I due brevissimi racconti, qui accoppiati, ruotano attorno ai
perimetri di altrettante case nelle valli californiane e John Fante, si sa, è
un architetto d’interni molto abile ed efficace nel ricostruire le dimensioni e
l’atmosfera della vita tra le mura domestiche. I rapporti famigliari, sempre
sull’orlo di una crisi di nervi, rendono le cucine, i soggiorni, le camere da
letto dei veri e propri campi minati a cui non c’è trasloco che possa porre
rimedio perché certe ossessioni rimangono sempre nel bagaglio.
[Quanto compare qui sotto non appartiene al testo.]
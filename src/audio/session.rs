use chrono::{DateTime, Utc};
use serenity::model::id::GuildId;
use std::collections::VecDeque;
use std::time::Duration;
use tracing::{debug, info};

use super::queue::MusicQueue;
use super::track::Track;
use crate::error::{AudioError, AudioResult};

pub const MAX_HISTORY: usize = 100;

#[derive(Debug, Clone, Copy, PartialEq, Eq, Default)]
pub enum PlaybackState {
    #[default]
    Idle,
    Playing,
    Paused,
}

#[derive(Debug, Clone, PartialEq, Eq)]
pub struct HistoryEntry {
    pub track: Track,
    pub played_at: DateTime<Utc>,
}

/// Estado de reproducción de un servidor.
///
/// Solo se modifica a través de un [`SessionGuard`](super::registry::SessionGuard),
/// que serializa las mutaciones por servidor.
#[derive(Debug)]
pub struct PlaybackSession {
    guild_id: GuildId,
    queue: MusicQueue,
    current: Option<Track>,
    loop_mode: bool,
    autoplay: bool,
    history: VecDeque<HistoryEntry>,
    history_capacity: usize,
    state: PlaybackState,
}

impl PlaybackSession {
    pub fn new(guild_id: GuildId, max_queue_size: usize, history_capacity: usize) -> Self {
        Self {
            guild_id,
            queue: MusicQueue::new(max_queue_size),
            current: None,
            loop_mode: false,
            autoplay: false,
            history: VecDeque::new(),
            history_capacity: history_capacity.clamp(1, MAX_HISTORY),
            state: PlaybackState::Idle,
        }
    }

    pub fn guild_id(&self) -> GuildId {
        self.guild_id
    }

    pub fn queue(&self) -> &MusicQueue {
        &self.queue
    }

    pub fn queue_mut(&mut self) -> &mut MusicQueue {
        &mut self.queue
    }

    pub fn current(&self) -> Option<&Track> {
        self.current.as_ref()
    }

    pub fn state(&self) -> PlaybackState {
        self.state
    }

    pub fn loop_mode(&self) -> bool {
        self.loop_mode
    }

    pub fn autoplay(&self) -> bool {
        self.autoplay
    }

    pub fn toggle_loop(&mut self) -> bool {
        self.loop_mode = !self.loop_mode;
        info!(
            "{} Repetición en guild {}",
            if self.loop_mode { "🔂 Activada" } else { "➡️ Desactivada" },
            self.guild_id
        );
        self.loop_mode
    }

    pub fn toggle_autoplay(&mut self) -> bool {
        self.autoplay = !self.autoplay;
        info!(
            "{} Autoplay en guild {}",
            if self.autoplay { "📻 Activado" } else { "⏹️ Desactivado" },
            self.guild_id
        );
        self.autoplay
    }

    /// Marca `track` como el actual. El anterior (si lo hay) pasa al historial.
    pub fn start_track(&mut self, track: Track, previous: Option<Track>) {
        if let Some(previous) = previous {
            self.push_history(previous);
        }
        debug!("▶️ Track actual en guild {}: {}", self.guild_id, track.title());
        self.current = Some(track);
        self.state = PlaybackState::Playing;
    }

    /// Sin track actual. La cola no se toca.
    pub fn go_idle(&mut self) {
        self.current = None;
        self.state = PlaybackState::Idle;
    }

    /// Pasa `track` al historial y deja la sesión en Idle
    pub fn retire(&mut self, track: Track) {
        self.push_history(track);
        self.go_idle();
    }

    /// Valida la transición Playing -> Paused sin aplicarla
    pub fn ensure_can_pause(&self) -> AudioResult<()> {
        match self.state {
            PlaybackState::Playing => Ok(()),
            PlaybackState::Paused => Err(AudioError::validation("la reproducción ya está pausada")),
            PlaybackState::Idle => Err(AudioError::validation("no hay nada reproduciéndose")),
        }
    }

    pub fn ensure_can_resume(&self) -> AudioResult<()> {
        match self.state {
            PlaybackState::Paused => Ok(()),
            PlaybackState::Playing => Err(AudioError::validation("la reproducción no está pausada")),
            PlaybackState::Idle => Err(AudioError::validation("no hay nada reproduciéndose")),
        }
    }

    pub fn pause(&mut self) -> AudioResult<()> {
        self.ensure_can_pause()?;
        self.state = PlaybackState::Paused;
        Ok(())
    }

    pub fn resume(&mut self) -> AudioResult<()> {
        self.ensure_can_resume()?;
        self.state = PlaybackState::Playing;
        Ok(())
    }

    pub fn history(&self) -> impl Iterator<Item = &HistoryEntry> {
        self.history.iter()
    }

    pub fn snapshot(&self) -> SessionSnapshot {
        SessionSnapshot {
            guild_id: self.guild_id,
            current: self.current.clone(),
            queue: self.queue.peek_all(),
            loop_mode: self.loop_mode,
            autoplay: self.autoplay,
            state: self.state,
            history: self.history.iter().cloned().collect(),
        }
    }

    fn push_history(&mut self, track: Track) {
        self.history.push_front(HistoryEntry {
            track,
            played_at: Utc::now(),
        });
        self.history.truncate(self.history_capacity);
    }
}

/// Copia inmutable del estado de una sesión, para comandos de solo lectura
#[derive(Debug, Clone, PartialEq, Eq)]
pub struct SessionSnapshot {
    pub guild_id: GuildId,
    pub current: Option<Track>,
    pub queue: Vec<Track>,
    pub loop_mode: bool,
    pub autoplay: bool,
    pub state: PlaybackState,
    /// Más reciente primero
    pub history: Vec<HistoryEntry>,
}

impl SessionSnapshot {
    pub fn empty(guild_id: GuildId) -> Self {
        Self {
            guild_id,
            current: None,
            queue: Vec::new(),
            loop_mode: false,
            autoplay: false,
            state: PlaybackState::Idle,
            history: Vec::new(),
        }
    }

    /// Duración de lo que queda: track actual más la cola
    pub fn total_duration(&self) -> Duration {
        let queued: Duration = self.queue.iter().map(Track::duration).sum();
        queued + self.current.as_ref().map(Track::duration).unwrap_or_default()
    }
}

#[cfg(test)]
mod tests {
    use super::*;
    use pretty_assertions::assert_eq;

    fn track(name: &str) -> Track {
        Track::new(name, name, name, "artist", Duration::from_secs(30))
    }

    #[test]
    fn pause_and_resume_follow_state_machine() {
        let mut session = PlaybackSession::new(GuildId::new(1), 10, 10);
        assert!(session.pause().is_err());

        session.start_track(track("a"), None);
        session.pause().unwrap();
        assert_eq!(session.state(), PlaybackState::Paused);
        assert!(session.pause().is_err());

        session.resume().unwrap();
        assert_eq!(session.state(), PlaybackState::Playing);
        assert!(session.resume().is_err());

        session.go_idle();
        assert_eq!(session.state(), PlaybackState::Idle);
        assert!(session.current().is_none());
    }

    #[test]
    fn history_is_newest_first_and_bounded() {
        let mut session = PlaybackSession::new(GuildId::new(1), 10, 3);
        let mut previous = None;
        for name in ["a", "b", "c", "d", "e"] {
            session.start_track(track(name), previous.take());
            previous = session.current().cloned();
        }

        let titles: Vec<&str> = session.history().map(|e| e.track.title()).collect();
        assert_eq!(titles, vec!["d", "c", "b"]);
    }

    #[test]
    fn history_capacity_never_exceeds_limit() {
        let mut session = PlaybackSession::new(GuildId::new(1), 10, 10_000);
        for i in 0..(MAX_HISTORY + 20) {
            session.start_track(track(&i.to_string()), Some(track("prev")));
        }
        assert_eq!(session.history().count(), MAX_HISTORY);
    }

    #[test]
    fn toggles_flip_flags() {
        let mut session = PlaybackSession::new(GuildId::new(1), 10, 10);
        assert!(session.toggle_loop());
        assert!(session.toggle_autoplay());
        assert!(!session.toggle_loop());

        let snapshot = session.snapshot();
        assert!(!snapshot.loop_mode);
        assert!(snapshot.autoplay);
    }
}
Il caso dello
scrittore tormentato è da manuale: una coppia crede di aver trovato il suo nido
ideale, anche perché ammette il protagonista “eravamo stanchi di cercare, il
prezzo era alla nostra portata, e a me il posto piaceva pure”. Il problema è
che i precedenti proprietari ormai sono fantasmi che vagano per i corridoi e
sulle scale e la felicità rimane legate all’impressione iniziale, come
riconosce lo scrittore tormentato: “C’era sole, spazio, aria fresca. Qui, pensavo, c’è la
pace; qui mi verranno le parole e le pagine cresceranno una dopo l’altra. E
cominciai a credere a quello che avevo detto fin dal primo momento: che quella
casa l’avessi davvero già vista nei miei sogni. Le parole non vennero, e
nemmeno le idee. Vennero invece i pittori, e i falegnami, perché mia moglie
voleva cambiare la casa dentro e fuori, per cancellare ogni traccia del
passato”. I guai degli spettri sono relativi rispetto a quello che possono fare
gli esseri viventi e infatti quando il padre comincia a invitare gli amici (muratori
come lui) a godersi la cantina l’idillio immobiliare svanisce, e non solo
quello. Lo scrittore si trova spaesato, straniero e in esilio nella sua stessa
casa (“La mia serenità subì gravi intrusioni. Non riuscivo a scrivere”) e come
se non bastasse il trambusto che gli organizza un giorno sì e l’altro pure, il
padre lo smimuisce senza pietà:
“Quello me lo chiami lavoro, la roba che scrivi?”, e il sogno di un posto dove
poter stare evapora per sempre. E’ facile immaginare come finisce Il caso
dello scrittore tormentato che John Fante spiega così: “Per gli scrittori, sonno e
prosa vanno insieme. Se ti viene l’ispirazione, se le pagine funzionano, le
notti sono serene. Se mancano le parole, non si dorme. E quello era un periodo
così. Non riuscivo a dormire”. Per inciso, il padre di Il caso dello
scrittore tormentato non è molto diverso da quello di Sogno di mamma: entrambi non hanno
“praticato la tenerezza” e la loro misantropia non è negoziabile. La vita
imposta dal capofamiglia in Sogno di mamma dipende, più di tutto, dalla qualità della
preparazione dei peperoni, che vuole cotti e cucinati alla perfezione, per cui
il giorno che torna a casa e li trova bruciati si aprono le porte
dell’apocalisse e tutto un mondo viene giù. John Fante è straordinario nel mettere
in cornice le scene fondamentali e anche relegato nell’ambito ridotto delle short stories riesce a illuminare due perle grezze come Il
caso dello scrittore tormentato e Sogno di mamma. Da riscoprire.